> **REQUIREMENT**:
Wherever "PostgreSQL" appears in a line of the listing, report that line.

> **SOURCE DATA**:
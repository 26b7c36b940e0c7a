//! Chain checkpoint repository implementation for PostgreSQL.

use async_trait::async_trait;
use sqlx::PgPool;

use stakewatch_core::error::{StorageError, StorageResult};
use stakewatch_core::models::Chain;
use stakewatch_core::ports::ChainRepository;

use super::database::Database;
use super::helpers::{non_negative, to_bigint};

/// PostgreSQL implementation of ChainRepository.
pub struct PgChainRepository {
    pool: PgPool,
}

impl PgChainRepository {
    pub fn new(db: &Database) -> Self {
        Self {
            pool: db.pool().clone(),
        }
    }
}

#[async_trait]
impl ChainRepository for PgChainRepository {
    async fn get_chain(&self, name: &str) -> StorageResult<Option<Chain>> {
        let row = sqlx::query_as::<_, ChainRow>(
            r#"
            SELECT name, last_grabbed_block
            FROM chains
            WHERE name = $1
            "#,
        )
        .bind(name)
        .fetch_optional(&self.pool)
        .await
        .map_err(|e| StorageError::QueryError(e.to_string()))?;

        row.map(ChainRow::into_chain).transpose()
    }

    async fn set_last_grabbed_block(&self, name: &str, block: Option<u64>) -> StorageResult<()> {
        let result = sqlx::query("UPDATE chains SET last_grabbed_block = $1 WHERE name = $2")
            .bind(block.map(|b| to_bigint(b, "chain.last_grabbed_block")).transpose()?)
            .bind(name)
            .execute(&self.pool)
            .await
            .map_err(|e| StorageError::QueryError(e.to_string()))?;

        if result.rows_affected() == 0 {
            return Err(StorageError::NotFound(format!("chain {name}")));
        }
        Ok(())
    }
}

#[derive(sqlx::FromRow)]
struct ChainRow {
    name: String,
    last_grabbed_block: Option<i64>,
}

impl ChainRow {
    fn into_chain(self) -> StorageResult<Chain> {
        Ok(Chain {
            name: self.name,
            last_grabbed_block: self
                .last_grabbed_block
                .map(|b| non_negative(b, "chain.last_grabbed_block"))
                .transpose()?,
        })
    }
}
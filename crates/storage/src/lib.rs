//! Storage layer for the stakewatch indexer.
//!
//! This crate provides PostgreSQL implementations of the repository traits
//! defined in `stakewatch-core`. It handles all database interactions
//! including connection pooling, migrations, chain seeding and the atomic
//! delete-then-recreate writes the ingestors rely on.
//!
//! # Architecture
//!
//! The storage layer follows the repository pattern:
//!
//! - [`postgres::Database`] - Connection pool management
//! - [`postgres::PgRepositories`] - Composite repository for all entity types
//! - Individual repositories for blocks, sessions, eras, activity, payouts
//!   and chain checkpoints
//!
//! # Usage
//!
//! ```ignore
//! use stakewatch_storage::{Database, DatabaseConfig, PgRepositories};
//!
//! let config = DatabaseConfig::for_indexer(&database_url);
//! let db = Database::connect(&config).await?;
//! db.migrate().await?;
//! db.seed_chain("Polkadot").await?;
//!
//! let repositories = Arc::new(PgRepositories::new(Arc::new(db)));
//! ```

pub mod postgres;

pub use postgres::{Database, DatabaseConfig, PgRepositories, PurgeStats};
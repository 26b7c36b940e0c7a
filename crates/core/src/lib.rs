//! Core domain layer for the stakewatch indexer.
//!
//! This crate contains the domain models, port traits (interfaces), and
//! ingestion services for the staking indexer. It follows hexagonal
//! architecture principles - this is the innermost layer with no
//! dependencies on infrastructure.
//!
//! # Architecture
//!
//! ```text
//! ┌─────────────────────────────────────────────────────────────┐
//! │                    stakewatch (binary)                      │
//! ├──────────────────────────────┬──────────────────────────────┤
//! │      stakewatch-storage      │     stakewatch-substrate     │
//! │         (PostgreSQL)         │            (RPC)             │
//! ├──────────────────────────────┴──────────────────────────────┤
//! │                  stakewatch-core  ← YOU ARE HERE            │
//! │            (models, ports, traversal, ingestors)            │
//! └─────────────────────────────────────────────────────────────┘
//! ```
//!
//! # Modules
//!
//! - [`models`] - Domain models (Block, Session, Era, EraPayout, etc.)
//! - [`ports`] - Interface traits for adapters to implement
//! - [`services`] - Traversal controller and per-entity ingestors
//! - [`balance`] - Raw balance to decimal token conversion
//! - [`error`] - Domain error types and their tiers
//! - [`metrics`] - Prometheus metrics definitions
//!
//! # Key Concepts
//!
//! ## Ports
//!
//! - [`ports::ChainSource`] - Point-in-time reads from a Substrate chain
//! - [`ports::Repositories`] - Persist and query indexed data
//!
//! ## Traversal
//!
//! Every entity kind (blocks, sessions, eras, payouts) is ingested by a
//! [`services::Grabber`]. The [`services::Traversal`] controller turns a
//! [`services::Direction`] and the persisted frontier into an ordered plan,
//! then drives the grabber index by index, classifying failures by
//! [`error::ErrorTier`].
//!
//! ## Ingestion order
//!
//! 1. Blocks, with their events and extrinsics
//! 2. Sessions, from session-index changes between blocks
//! 3. Eras, with their validator and nominator stake snapshots
//! 4. Payouts, reconciled from the stored extrinsics and events

pub mod balance;
pub mod error;
pub mod metrics;
pub mod models;
pub mod ports;
pub mod services;

#[cfg(any(test, feature = "test-utils"))]
pub mod test_utils;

> **EXERCISE SOLUTION**:
//! Chain checkpoint repository implementation for PostgreSQL.
/// PostgreSQL implementation of ChainRepository.
//! This crate provides PostgreSQL implementations of the repository traits
//! │         (PostgreSQL)         │            (RPC)             │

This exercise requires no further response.